TASK TO COMPLETE
Reproduce all entries precisely, down to the last character.

Records excerpted from a collection:
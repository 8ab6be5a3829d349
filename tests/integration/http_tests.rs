use daily_price_watch::config::NotifierKind;
use daily_price_watch::{AppConfig, ProductManager};
use serde_json::json;
use tempfile::TempDir;
use wiremock::matchers::{body_partial_json, method, path};
use wiremock::{Mock, MockServer, ResponseTemplate};

use super::product_page;

fn create_test_config(shop: &MockServer, webhook: &MockServer, data_dir: &TempDir) -> AppConfig {
    let mut config = AppConfig::default();
    config.products = vec![
        format!("{}/py/impresora-3d", shop.uri()),
        format!("{}/py/xiaomi-redmi", shop.uri()),
    ];
    config.scraper.request_timeout = 5;
    config.storage.data_dir = data_dir.path().to_path_buf();
    config.notifications.channel = NotifierKind::Discord;
    config.notifications.send_timeout = 5;
    config.notifications.discord.webhook_url = Some(format!("{}/api/webhooks/42/token", webhook.uri()));
    config
}

#[tokio::test]
async fn test_cycle_over_http_posts_discord_report() -> anyhow::Result<()> {
    let shop = MockServer::start().await;
    let webhook = MockServer::start().await;
    let data_dir = TempDir::new()?;

    Mock::given(method("GET"))
        .and(path("/py/impresora-3d"))
        .respond_with(ResponseTemplate::new(200).set_body_string(product_page("Gs. 3.500.000", "En stock")))
        .mount(&shop)
        .await;
    Mock::given(method("GET"))
        .and(path("/py/xiaomi-redmi"))
        .respond_with(ResponseTemplate::new(503))
        .mount(&shop)
        .await;
    Mock::given(method("POST"))
        .and(path("/api/webhooks/42/token"))
        .and(body_partial_json(json!({ "username": "Daily Price Watch" })))
        .respond_with(ResponseTemplate::new(204))
        .expect(1)
        .mount(&webhook)
        .await;

    let config = create_test_config(&shop, &webhook, &data_dir);
    let manager = ProductManager::from_config(&config)?;
    let summary = manager.run_cycle().await?;

    assert_eq!(summary.products_checked, 1);
    assert_eq!(summary.products_failed, 1);
    assert!(summary.persisted);
    assert!(summary.notified);

    let requests = webhook.received_requests().await.unwrap_or_default();
    let payload: serde_json::Value = serde_json::from_slice(&requests[0].body)?;
    let content = payload["content"].as_str().unwrap_or_default();
    assert!(content.starts_with("**Cambios detectados en productos**"));
    assert!(content.contains("Precio: Gs. 3.500.000"));
    assert!(!content.contains("xiaomi-redmi"));

    assert!(config.state_path().exists());

    Ok(())
}

#[tokio::test]
async fn test_rejected_webhook_does_not_fail_cycle() -> anyhow::Result<()> {
    let shop = MockServer::start().await;
    let webhook = MockServer::start().await;
    let data_dir = TempDir::new()?;

    Mock::given(method("GET"))
        .respond_with(ResponseTemplate::new(200).set_body_string(product_page("Gs. 1.250.000", "En stock")))
        .mount(&shop)
        .await;
    Mock::given(method("POST"))
        .respond_with(ResponseTemplate::new(500))
        .mount(&webhook)
        .await;

    let config = create_test_config(&shop, &webhook, &data_dir);
    let manager = ProductManager::from_config(&config)?;
    let summary = manager.run_cycle().await?;

    assert_eq!(summary.products_checked, 2);
    assert!(summary.persisted);
    assert!(!summary.notified);

    Ok(())
}
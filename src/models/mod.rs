pub mod report;
pub mod snapshot;

// Re-exports for convenience
pub use report::*;
pub use snapshot::*;
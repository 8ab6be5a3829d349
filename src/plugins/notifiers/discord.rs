use crate::config::DiscordConfig;
use crate::models::Report;
use crate::plugins::traits::NotifierPlugin;
use crate::utils::error::{AppError, Result};
use async_trait::async_trait;
use reqwest::Client;
use serde_json::json;
use std::time::Duration;

const CHANNEL: &str = "discord";

/// Discord rejects message content longer than this.
const MAX_CONTENT_CHARS: usize = 2000;

pub struct DiscordNotifier {
    client: Client,
    webhook_url: String,
    username: String,
}

impl DiscordNotifier {
    pub fn new(config: &DiscordConfig, timeout: Duration) -> Result<Self> {
        let webhook_url = config
            .webhook_url
            .clone()
            .ok_or_else(|| AppError::notify(CHANNEL, "Missing webhook_url"))?;

        let client = Client::builder().timeout(timeout).build()?;

        Ok(DiscordNotifier {
            client,
            webhook_url,
            username: config.username.clone(),
        })
    }

    fn format_content(&self, report: &Report) -> String {
        let content = format!("**{}**\n{}", report.subject, report.body.trim_end());
        truncate_chars(&content, MAX_CONTENT_CHARS)
    }
}

fn truncate_chars(text: &str, max: usize) -> String {
    if text.chars().count() <= max {
        return text.to_string();
    }
    let mut truncated: String = text.chars().take(max - 1).collect();
    truncated.push('…');
    truncated
}

#[async_trait]
impl NotifierPlugin for DiscordNotifier {
    fn name(&self) -> &str {
        "Discord Notifier"
    }

    fn plugin_type(&self) -> &str {
        CHANNEL
    }

    async fn send(&self, report: &Report) -> Result<()> {
        let payload = json!({
            "username": self.username,
            "content": self.format_content(report),
        });

        let response = self
            .client
            .post(&self.webhook_url)
            .json(&payload)
            .send()
            .await
            .map_err(|e| AppError::notify(CHANNEL, e))?;

        let status = response.status();
        if !status.is_success() {
            let body = response.text().await.unwrap_or_default();
            return Err(AppError::notify(
                CHANNEL,
                format!("webhook returned {}: {}", status, body),
            ));
        }

        Ok(())
    }
}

RESULT
repository 8ab6be5a3829d349
filename tests/integration/http_tests.rs
use daily_price_watch::config::NotifierKind;
use daily_price_watch::{AppConfig, ProductManager};
use serde_json::json;
use tempfile::TempDir;
use wiremock::matchers::{body_partial_json, method, path};
use wiremock::{Mock, MockServer, ResponseTemplate};

use super::product_page;

fn create_test_config(shop: &MockServer, webhook: &MockServer, data_dir: &TempDir) -> AppConfig {
    let mut config = AppConfig::default();
    config.products = vec![
        format!("{}/py/impresora-3d", shop.uri()),
        format!("{}/py/xiaomi-redmi", shop.uri()),
    ];
    config.scraper.request_timeout = 5;
    config.storage.data_dir = data_dir.path().to_path_buf();
    config.notifications.channel = NotifierKind::Discord;
    config.notifications.send_timeout = 5;
    config.notifications.discord.webhook_url = Some(format!("{}/api/webhooks/42/token", webhook.uri()));
    config
}

#[tokio::test]
async fn test_cycle_over_http_posts_discord_report() -> anyhow::Result<()> {
    let shop = MockServer::start().await;
    let webhook = MockServer::start().await;
    let data_dir = TempDir::new()?;

    Mock::given(method("GET"))
        .and(path("/py/impresora-3d"))
        .respond_with(ResponseTemplate::new(200).set_body_string(product_page("Gs. 3.500.000", "En stock")))
        .mount(&shop)
        .await;
    Mock::given(method("GET"))
        .and(path("/py/xiaomi-redmi"))
        .respond_with(ResponseTemplate::new(503))
        .mount(&shop)
        .await;
    Mock::given(method("POST"))
        .and(path("/api/webhooks/42/token"))
        .and(body_partial_json(json!({ "username": "Daily Price Watch" })))
        .respond_with(ResponseTemplate::new(204))
        .expect(1)
        .mount(&webhook)
        .await;

    let config = create_test_config(&shop, &webhook, &data_dir);
    let manager = ProductManager::from_config(&config)?;
    let summary = manager.run_cycle().await?;

    assert_eq!(summary.products_checked, 1);
    assert_eq!(summary.products_failed, 1);
    assert!(summary.persisted);
    assert!(summary.notified);

    let requests = webhook.received_requests().await.unwrap_or_default();
    let payload: serde_json::Value = serde_json::from_slice(&requests[0].body)?;
    let content = payload["content"].as_str().unwrap_or_default();
    assert!(content.starts_with("**Cambios detectados en productos**"));
    assert!(content.contains("Precio: Gs. 3.500.000"));
    assert!(!content.contains("xiaomi-redmi"));

    assert!(config.state_path().exists());

    Ok(())
}

#[tokio::test]
async fn test_rejected_webhook_does_not_fail_cycle() -> anyhow::Result<()> {
    let shop = MockServer::start().await;
    let webhook = MockServer::start().await;
    let data_dir = TempDir::new()?;

    Mock::given(method("GET"))
        .respond_with(ResponseTemplate::new(200).set_body_string(product_page("Gs. 1.250.000", "En stock")))
        .mount(&shop)
        .await;
    Mock::given(method("POST"))
        .respond_with(ResponseTemplate::new(500))
        .mount(&webhook)
        .await;

    let config = create_test_config(&shop, &webhook, &data_dir);
    let manager = ProductManager::from_config(&config)?;
    let summary = manager.run_cycle().await?;

    assert_eq!(summary.products_checked, 2);
    assert!(summary.persisted);
    assert!(!summary.notified);

    Ok(())
}
filename src/models/mod.rs
pub mod report;
pub mod snapshot;

// Re-exports for convenience
pub use report::*;
pub use snapshot::*;
repository 8ab6be5a3829d349
filename src/plugins/notifiers/discord.rs
use crate::config::DiscordConfig;
use crate::models::Report;
use crate::plugins::traits::NotifierPlugin;
use crate::utils::error::{AppError, Result};
use async_trait::async_trait;
use reqwest::Client;
use serde_json::json;
use std::time::Duration;

const CHANNEL: &str = "discord";

/// Discord rejects message content longer than this.
const MAX_CONTENT_CHARS: usize = 2000;

pub struct DiscordNotifier {
    client: Client,
    webhook_url: String,
    username: String,
}

impl DiscordNotifier {
    pub fn new(config: &DiscordConfig, timeout: Duration) -> Result<Self> {
        let webhook_url = config
            .webhook_url
            .clone()
            .ok_or_else(|| AppError::notify(CHANNEL, "Missing webhook_url"))?;

        let client = Client::builder().timeout(timeout).build()?;

        Ok(DiscordNotifier {
            client,
            webhook_url,
            username: config.username.clone(),
        })
    }

    fn format_content(&self, report: &Report) -> String {
        let content = format!("**{}**\n{}", report.subject, report.body.trim_end());
        truncate_chars(&content, MAX_CONTENT_CHARS)
    }
}

fn truncate_chars(text: &str, max: usize) -> String {
    if text.chars().count() <= max {
        return text.to_string();
    }
    let mut truncated: String = text.chars().take(max - 1).collect();
    truncated.push('…');
    truncated
}

#[async_trait]
impl NotifierPlugin for DiscordNotifier {
    fn name(&self) -> &str {
        "Discord Notifier"
    }

    fn plugin_type(&self) -> &str {
        CHANNEL
    }

    async fn send(&self, report: &Report) -> Result<()> {
        let payload = json!({
            "username": self.username,
            "content": self.format_content(report),
        });

        let response = self
            .client
            .post(&self.webhook_url)
            .json(&payload)
            .send()
            .await
            .map_err(|e| AppError::notify(CHANNEL, e))?;

        let status = response.status();
        if !status.is_success() {
            let body = response.text().await.unwrap_or_default();
            return Err(AppError::notify(
                CHANNEL,
                format!("webhook returned {}: {}", status, body),
            ));
        }

        Ok(())
    }
}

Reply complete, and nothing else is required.